Artists should not have to hire securities lawyers before selling an NFT—or risk prosecution by the SEC. A system of prior restraint harms society. As the Supreme Court observed in election-related cases: “Many people would rather choose not to express protected speech than bear the heavy burden (and sometimes risk) of litigating their rights case by case.” This harms not only individuals but society as a whole, which loses the benefit of a free marketplace of ideas.

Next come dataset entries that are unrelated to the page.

//! Animal registry models.

use chrono::{DateTime, NaiveDate, Utc};
use serde::{Deserialize, Serialize};

use super::location::LocationSnapshot;

/// Current health of a registered animal.
#[derive(Debug, Clone, Copy, Serialize, Deserialize, PartialEq, Eq, Hash)]
#[serde(rename_all = "snake_case")]
pub enum HealthStatus {
    Healthy,
    Sick,
    UnderTreatment,
    Recovered,
    Deceased,
}

impl HealthStatus {
    pub const ALL: [HealthStatus; 5] = [
        HealthStatus::Healthy,
        HealthStatus::Sick,
        HealthStatus::UnderTreatment,
        HealthStatus::Recovered,
        HealthStatus::Deceased,
    ];

    /// Stored/wire form.
    pub fn as_str(&self) -> &'static str {
        match self {
            HealthStatus::Healthy => "healthy",
            HealthStatus::Sick => "sick",
            HealthStatus::UnderTreatment => "under_treatment",
            HealthStatus::Recovered => "recovered",
            HealthStatus::Deceased => "deceased",
        }
    }

    /// Parse the stored/wire form.
    pub fn parse(s: &str) -> Option<Self> {
        HealthStatus::ALL.into_iter().find(|status| status.as_str() == s)
    }
}

/// Sex of an animal.
#[derive(Debug, Clone, Copy, Serialize, Deserialize, PartialEq, Eq)]
#[serde(rename_all = "lowercase")]
pub enum Sex {
    Male,
    Female,
}

impl Sex {
    pub fn as_str(&self) -> &'static str {
        match self {
            Sex::Male => "male",
            Sex::Female => "female",
        }
    }

    pub fn parse(s: &str) -> Option<Self> {
        match s {
            "male" => Some(Sex::Male),
            "female" => Some(Sex::Female),
            _ => None,
        }
    }
}

/// One entry in an animal's vaccination history.
#[derive(Debug, Clone, Serialize, Deserialize, PartialEq)]
#[serde(rename_all = "camelCase")]
pub struct VaccinationRecord {
    pub vaccine_name: String,
    pub date_administered: NaiveDate,
    #[serde(default)]
    pub next_due_date: Option<NaiveDate>,
    pub administered_by: String,
}

/// Registration data supplied by a field officer.
#[derive(Debug, Clone, Serialize, Deserialize, PartialEq)]
#[serde(rename_all = "camelCase")]
pub struct NewAnimal {
    pub species: String,
    pub breed: String,
    pub age: u32,
    pub sex: Sex,
    #[serde(default)]
    pub color: Option<String>,
    #[serde(default)]
    pub identification_marks: Option<String>,
    pub owner_name: String,
    pub owner_contact: String,
    #[serde(default)]
    pub owner_address: Option<String>,
    pub location: LocationSnapshot,
}

/// Partial edit of a registered animal. `None` leaves a field as it is.
///
/// Health status and vaccinations are not editable here; they follow the
/// animal's cases and vaccination records.
#[derive(Debug, Clone, Default, Serialize, Deserialize, PartialEq)]
#[serde(rename_all = "camelCase", default)]
pub struct AnimalUpdate {
    pub species: Option<String>,
    pub breed: Option<String>,
    pub age: Option<u32>,
    pub sex: Option<Sex>,
    /// Blank clears the color
    pub color: Option<String>,
    /// Blank clears the marks
    pub identification_marks: Option<String>,
    pub owner_name: Option<String>,
    pub owner_contact: Option<String>,
    /// Blank clears the address
    pub owner_address: Option<String>,
    pub location: Option<LocationSnapshot>,
}

impl AnimalUpdate {
    pub fn is_empty(&self) -> bool {
        *self == Self::default()
    }
}

/// A registered animal.
#[derive(Debug, Clone, Serialize, Deserialize, PartialEq)]
#[serde(rename_all = "camelCase")]
pub struct AnimalRecord {
    /// Store identifier (UUID)
    #[serde(rename = "_id")]
    pub id: String,
    /// Human-facing tag, e.g. "ANM000042"
    pub animal_id: String,
    pub species: String,
    pub breed: String,
    pub age: u32,
    pub sex: Sex,
    pub color: Option<String>,
    pub identification_marks: Option<String>,
    pub owner_name: String,
    pub owner_contact: String,
    pub owner_address: Option<String>,
    /// Current location; moves with the animal
    pub location: LocationSnapshot,
    pub health_status: HealthStatus,
    /// Oldest first
    pub vaccination_history: Vec<VaccinationRecord>,
    /// User who registered the animal
    pub registered_by: String,
    pub registered_date: DateTime<Utc>,
    pub last_updated: DateTime<Utc>,
}

impl AnimalRecord {
    /// Build a freshly registered, healthy animal.
    pub fn register(tag: String, input: NewAnimal, registered_by: String) -> Self {
        let now = Utc::now();
        Self {
            id: uuid::Uuid::new_v4().to_string(),
            animal_id: tag,
            species: input.species,
            breed: input.breed,
            age: input.age,
            sex: input.sex,
            color: input.color,
            identification_marks: input.identification_marks,
            owner_name: input.owner_name,
            owner_contact: input.owner_contact,
            owner_address: input.owner_address,
            location: input.location,
            health_status: HealthStatus::Healthy,
            vaccination_history: Vec::new(),
            registered_by,
            registered_date: now,
            last_updated: now,
        }
    }

    /// Apply an edit in place and stamp `last_updated`.
    pub fn apply(&mut self, update: AnimalUpdate) {
        if let Some(species) = update.species {
            self.species = species;
        }
        if let Some(breed) = update.breed {
            self.breed = breed;
        }
        if let Some(age) = update.age {
            self.age = age;
        }
        if let Some(sex) = update.sex {
            self.sex = sex;
        }
        if let Some(color) = update.color {
            self.color = non_blank(color);
        }
        if let Some(marks) = update.identification_marks {
            self.identification_marks = non_blank(marks);
        }
        if let Some(name) = update.owner_name {
            self.owner_name = name;
        }
        if let Some(contact) = update.owner_contact {
            self.owner_contact = contact;
        }
        if let Some(address) = update.owner_address {
            self.owner_address = non_blank(address);
        }
        if let Some(location) = update.location {
            self.location = location;
        }
        self.last_updated = Utc::now();
    }

    /// Lowercased species, used for bucketing.
    pub fn canonical_species(&self) -> String {
        self.species.trim().to_lowercase()
    }
}

fn non_blank(value: String) -> Option<String> {
    if value.trim().is_empty() {
        None
    } else {
        Some(value)
    }
}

The solution to this constitutional problem is straightforward: the SEC and courts must return to the original meaning of the Securities Act of 1933—what the statutory text actually says. That is precisely what the Supreme Court recently did when interpreting the National Firearms Act of 1934. In 1933, the term “investment contract” referred to a specific type of investment: a contractual right to a share of profits from the efforts of others. When the Supreme Court interpreted “investment contract” in 1946 in *SEC v. W.J. Howey Co.*, it affirmed the ordinary meaning recognized by a state supreme court in 1920. Every Supreme Court case finding an investment contract—including Howey—involves this kind of profit-sharing right, or a “promise of profit.”
Of course, an investment need not be labeled an “investment contract” to fall under securities regulation. Because the Securities Act applies broadly to any offer, the existence of a formal contract is not dispositive. However, to qualify as an “investment contract,” the offer must involve a contractual right to profit shares from the issuer’s efforts. Without such a profit-sharing right, an offering may be an investment—but not an investment *contract*.
The SEC or courts cannot ignore the word “contract” in the Securities Act. That term exists precisely to distinguish investment contracts from other forms of investment, such as purchasing art or collectibles. Hermès allows buyers to purchase Birkin bags, and investors may reasonably expect to profit from Hermès’ efforts to maintain scarcity and value. But that expectation of profit does not turn a Birkin bag into an investment contract. The same holds true for NFTs. Buying a collectible—whether a Birkin bag or an art NFT—is fundamentally different from entering an investment contract: the former lacks the profit-based contractual rights that define the latter.
If the word “contract” in the Securities Act continues to be ignored, the Supreme Court will ultimately have to intervene. The rule of law demands nothing less.